Amaioria dos ministros do Supremo Tribunal Federal (STF) já votou para suspender todo e qualquer ato do Ministério da Justiça de produção ou compartilhamento de informações sobre cidadãos “antifascistas”. Pelo entendimento dos ministros, a pasta comandada pelo ministro André Mendonça fica proibida de levantar dados sobre a vida pessoal, escolhas pessoais ou políticas e práticas cívicas exercidas por opositores ao governo.
Na última quarta-feira, 19, a relatora do caso, ministra Cármen Lúcia, votou contra o monitoramento de opositores do governo. Com duros recados ao Planalto, a ministra disse que o Estado “não pode ser infrator”, ressaltou que “não compete a ninguém fazer dossiê contra quem quer seja” e elogiou a imprensa, que revelou a existência do relatório.
Até a publicação deste texto, a posição de Cármen Lúcia já havia sido seguida pelos ministros Alexandre de Moraes, Edson Fachin, Luís Roberto Barroso, Rosa Weber e o vice-presidente do STF, Luiz Fux.
“O passado do Brasil condena em matéria de utilização indevida dos órgãos de segurança. Esse tipo de monitoramento para saber o que fazem eventuais adversários é completamente incompatível com a democracia. A menos que se tivesse qualquer elemento para supor que eles tramavam contra o Estado ou instituições democráticas. Mas se a preocupação fosse verdadeiramente essa, talvez fosse o caso de monitorar os grupos fascistas e não os antifascistas”, criticou o ministro Luís Roberto Barroso.

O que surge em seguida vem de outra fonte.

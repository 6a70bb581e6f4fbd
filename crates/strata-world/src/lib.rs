//! Chunk storage, caching and the sharded mutation model of a voxel world.

pub mod chunk;
pub mod chunk_api;
pub mod chunk_manager;
pub mod chunk_store;
pub mod coords;
pub mod entity;
pub mod nibble;
pub mod observers;
pub mod packets;
pub mod shard;
pub mod shard_client;
pub mod shard_manager;

#[cfg(test)]
mod test_support;

pub use chunk::{BlockError, BlockId, BlockIndex, CHUNK_VOLUME, ChunkData, block_index};
pub use chunk_api::Chunk;
pub use chunk_manager::{CachePolicy, ChunkCell, ChunkHandle, ChunkManager};
pub use chunk_store::{ChunkSource, DecodeError, DiskStore, StoreError, chunk_path};
pub use coords::{
    AbsPos, BlockPos, ChunkCoord, MAX_CHUNK_COORD, SHARD_SIZE, ShardCoord, SubChunkPos,
};
pub use entity::{EntityId, Mob, MobKind, NonPlayerEntity};
pub use observers::{ChunkObservers, ChunkSubscribers};
pub use shard::{
    ActiveBlockHandler, RejectedTransfer, Shard, ShardContext, ShardError, ShardStats,
    ShardStatsSnapshot,
};
pub use shard_client::{LocalShardClient, ShardClient};
pub use shard_manager::LocalShardManager;
use std::future::IntoFuture;
use std::net::SocketAddr;
use std::sync::Arc;
use std::time::Duration;

use tokio::sync::Notify;
use tracing_subscriber::{layer::SubscriberExt, util::SubscriberInitExt};

use catalog_api::config::ServerConfig;
use catalog_api::router::build_app_router;
use catalog_api::state::AppState;

#[tokio::main]
async fn main() {
    dotenvy::dotenv().ok();

    // --- Tracing ---
    tracing_subscriber::registry()
        .with(
            tracing_subscriber::EnvFilter::try_from_default_env()
                .unwrap_or_else(|_| "catalog_api=debug,tower_http=debug".into()),
        )
        .with(tracing_subscriber::fmt::layer())
        .init();

    // --- Configuration ---
    let config = ServerConfig::from_env();
    tracing::info!(host = %config.host, port = %config.port, "Loaded server configuration");

    // --- Database ---
    let database_url = std::env::var("DATABASE_URL").expect("DATABASE_URL must be set");

    let pool = catalog_db::create_pool(&database_url)
        .await
        .expect("Failed to connect to database");
    tracing::info!("Database connection pool created");

    catalog_db::health_check(&pool)
        .await
        .expect("Database health check failed");
    tracing::info!("Database health check passed");

    catalog_db::run_migrations(&pool)
        .await
        .expect("Failed to run database migrations");
    tracing::info!("Database migrations applied");

    // --- App state & router ---
    let state = AppState::new(pool, config.clone());
    let app = build_app_router(state, &config);

    // --- Start server ---
    let addr = SocketAddr::new(
        config.host.parse().expect("Invalid HOST address"),
        config.port,
    );
    tracing::info!(%addr, "Starting server");

    let listener = tokio::net::TcpListener::bind(addr)
        .await
        .expect("Failed to bind to address");

    let signalled = Arc::new(Notify::new());
    let server = axum::serve(listener, app).with_graceful_shutdown({
        let signalled = Arc::clone(&signalled);
        async move {
            shutdown_signal().await;
            signalled.notify_one();
        }
    });

    let drain_timeout = Duration::from_secs(config.shutdown_timeout_secs);
    tokio::select! {
        result = server.into_future() => result.expect("Server error"),
        () = async {
            signalled.notified().await;
            tokio::time::sleep(drain_timeout).await;
        } => {
            tracing::warn!(
                timeout_secs = config.shutdown_timeout_secs,
                "In-flight requests did not drain in time, forcing shutdown"
            );
        }
    }

    tracing::info!("Graceful shutdown complete");
}

/// Wait for a termination signal to initiate graceful shutdown.
///
/// Handles both SIGINT (Ctrl-C) and SIGTERM (on Unix) so the server
/// shuts down cleanly whether stopped interactively or by a process
/// manager (e.g. systemd, Docker, Kubernetes).
async fn shutdown_signal() {
    let ctrl_c = async {
        tokio::signal::ctrl_c()
            .await
            .expect("Failed to install Ctrl-C handler");
    };

    #[cfg(unix)]
    let terminate = async {
        tokio::signal::unix::signal(tokio::signal::unix::SignalKind::terminate())
            .expect("Failed to install SIGTERM handler")
            .recv()
            .await;
    };

    #[cfg(not(unix))]
    let terminate = std::future::pending::<()>();

    tokio::select! {
        () = ctrl_c => {
            tracing::info!("Received SIGINT (Ctrl-C), starting graceful shutdown");
        }
        () = terminate => {
            tracing::info!("Received SIGTERM, starting graceful shutdown");
        }
    }
}
//! Liveness and readiness check, mounted at the root rather than under
//! `/api/v1`.

use axum::extract::State;
use axum::{routing::get, Json, Router};
use serde::Serialize;

use crate::state::AppState;

#[derive(Debug, Serialize)]
pub struct HealthResponse {
    /// `ok` when the database answers, `degraded` otherwise.
    pub status: &'static str,
    pub version: &'static str,
    pub db_healthy: bool,
    /// Number of categories currently held by the read cache.
    pub cached_categories: usize,
}

/// GET /health
async fn health_check(State(state): State<AppState>) -> Json<HealthResponse> {
    let db_healthy = catalog_db::health_check(&state.pool).await.is_ok();
    if !db_healthy {
        tracing::warn!("Health check could not reach the database");
    }

    Json(HealthResponse {
        status: if db_healthy { "ok" } else { "degraded" },
        version: env!("CARGO_PKG_VERSION"),
        db_healthy,
        cached_categories: state.categories.cache().len().await,
    })
}

pub fn router() -> Router<AppState> {
    Router::new().route("/health", get(health_check))
}
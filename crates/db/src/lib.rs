//! PostgreSQL persistence for categories.
//!
//! Each repository is a zero-sized struct providing async operations that
//! take `&mut PgConnection` as the first argument, so callers decide the
//! transaction scope.

pub mod error;
pub mod models;
pub mod repositories;

use sqlx::postgres::PgPoolOptions;

pub type DbPool = sqlx::PgPool;

/// Create a connection pool from a database URL.
pub async fn create_pool(database_url: &str) -> Result<DbPool, sqlx::Error> {
    PgPoolOptions::new()
        .max_connections(20)
        .connect(database_url)
        .await
}

/// Round-trip a trivial query to confirm the database is reachable.
pub async fn health_check(pool: &DbPool) -> Result<(), sqlx::Error> {
    sqlx::query("SELECT 1").execute(pool).await?;
    Ok(())
}

/// Apply all pending migrations from `crates/db/migrations`.
pub async fn run_migrations(pool: &DbPool) -> Result<(), sqlx::migrate::MigrateError> {
    sqlx::migrate!("./migrations").run(pool).await
}
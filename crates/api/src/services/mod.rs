//! Service layer: transaction scope, caching and error translation around
//! the repositories.

pub mod category_cache;
pub mod category_service;

pub use category_cache::CategoryCache;
pub use category_service::CategoryService;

Na avaliação de Rosa Weber, relatórios de inteligência “não podem ter como alvo uma ideologia específica, ou sua ameaça, independentemente da ideologia que expressa”. “Em uma democracia, ninguém deve temer represálias por apenas expressar uma opinião, uma crença um pensamento não endossado por quem ocupa posição de autoridade. Um estado constitucional não admite que sejam as ações do estado orientadas pela lógica do pensamento ideológico”, frisou a ministra.
A pasta comandada pelo ministro André Mendonça fica proibida de levantar dados sobre a vida pessoal, escolhas pessoais ou políticas e práticas cívicas exercidas por opositores ao governo.
Para o ministro Edson Fachin, o direito à livre manifestação e o direito ao protesto, como o do movimento “antifascista” que teria ensejado o relatório questionado, não é infração penal e “não está, portanto, sujeita, seja à investigação penal, seja à atividade de inteligência”.
“A defesa da liberdade de expressão também é muito importante na atração dos investidores estrangeiros. Os reflexos internacionais, quando se insinua esses relatórios que podem voltar nossa memória a um período bastante nebuloso, tem reflexos internacionais”, afirmou Fux.
Planilhas
Em seu voto, Moraes destacou que o dossiê contra servidores antifascistas lista, Estado por Estado, a relação de policiais que seriam opositores do governo.
“Uma coisa é estabelecer, através de troca de informações, em tese, que há uma possibilidade de greve de policiais que possa gerar insegurança pública. Isso é importante nos relatórios de inteligência para se evitar o caos social. Uma coisa é a troca de informações, relatórios de inteligência para se verificar eventuais manifestações que possam interromper, como houve na greve dos caminhoneiros, o abastecimento. São fatos – você analisa fatos. Outra coisa é começar a planilhar, Estado por Estado, policiais militares, civis, que são lideranças eventualmente contra o governo, lideranças contra manifestações realizadas a favor do governo”, disse Moraes.
Ex-ministro da Justiça do governo Temer e ex-secretário de Estado do governo de São Paulo, Moraes disse que não importa se o policial militar, civil, rodoviário federal ou federal é “a favor politicamente A ou B, se vota em A, B, C, se professa determinada religião ou crença filosófica”. “Desde que ele exerça sua função dentro dos limites legais, tem absoluta liberdade para aderir. Não são os órgãos de inteligência do Estado que podem fiscalizar, intuir se ele é a favor ou contra (ao governo)”, observou o ministro.
Moraes apontou desvio de finalidade na “tentativa de determinados órgãos de inteligência” de planilhar as preferências políticas, filosóficas de agentes policiais, sem que eles tivessem cometido qualquer atividade ilícita. “Começa-se a se taxar pessoas, não é isso que a legislação autoriza. Não é possível que qualquer órgão público possa atuar fora dos limites da legalidade. Isso é grave. Tava mais pra fofocaiada do que pra relatório de segurança”, resumiu o ministro.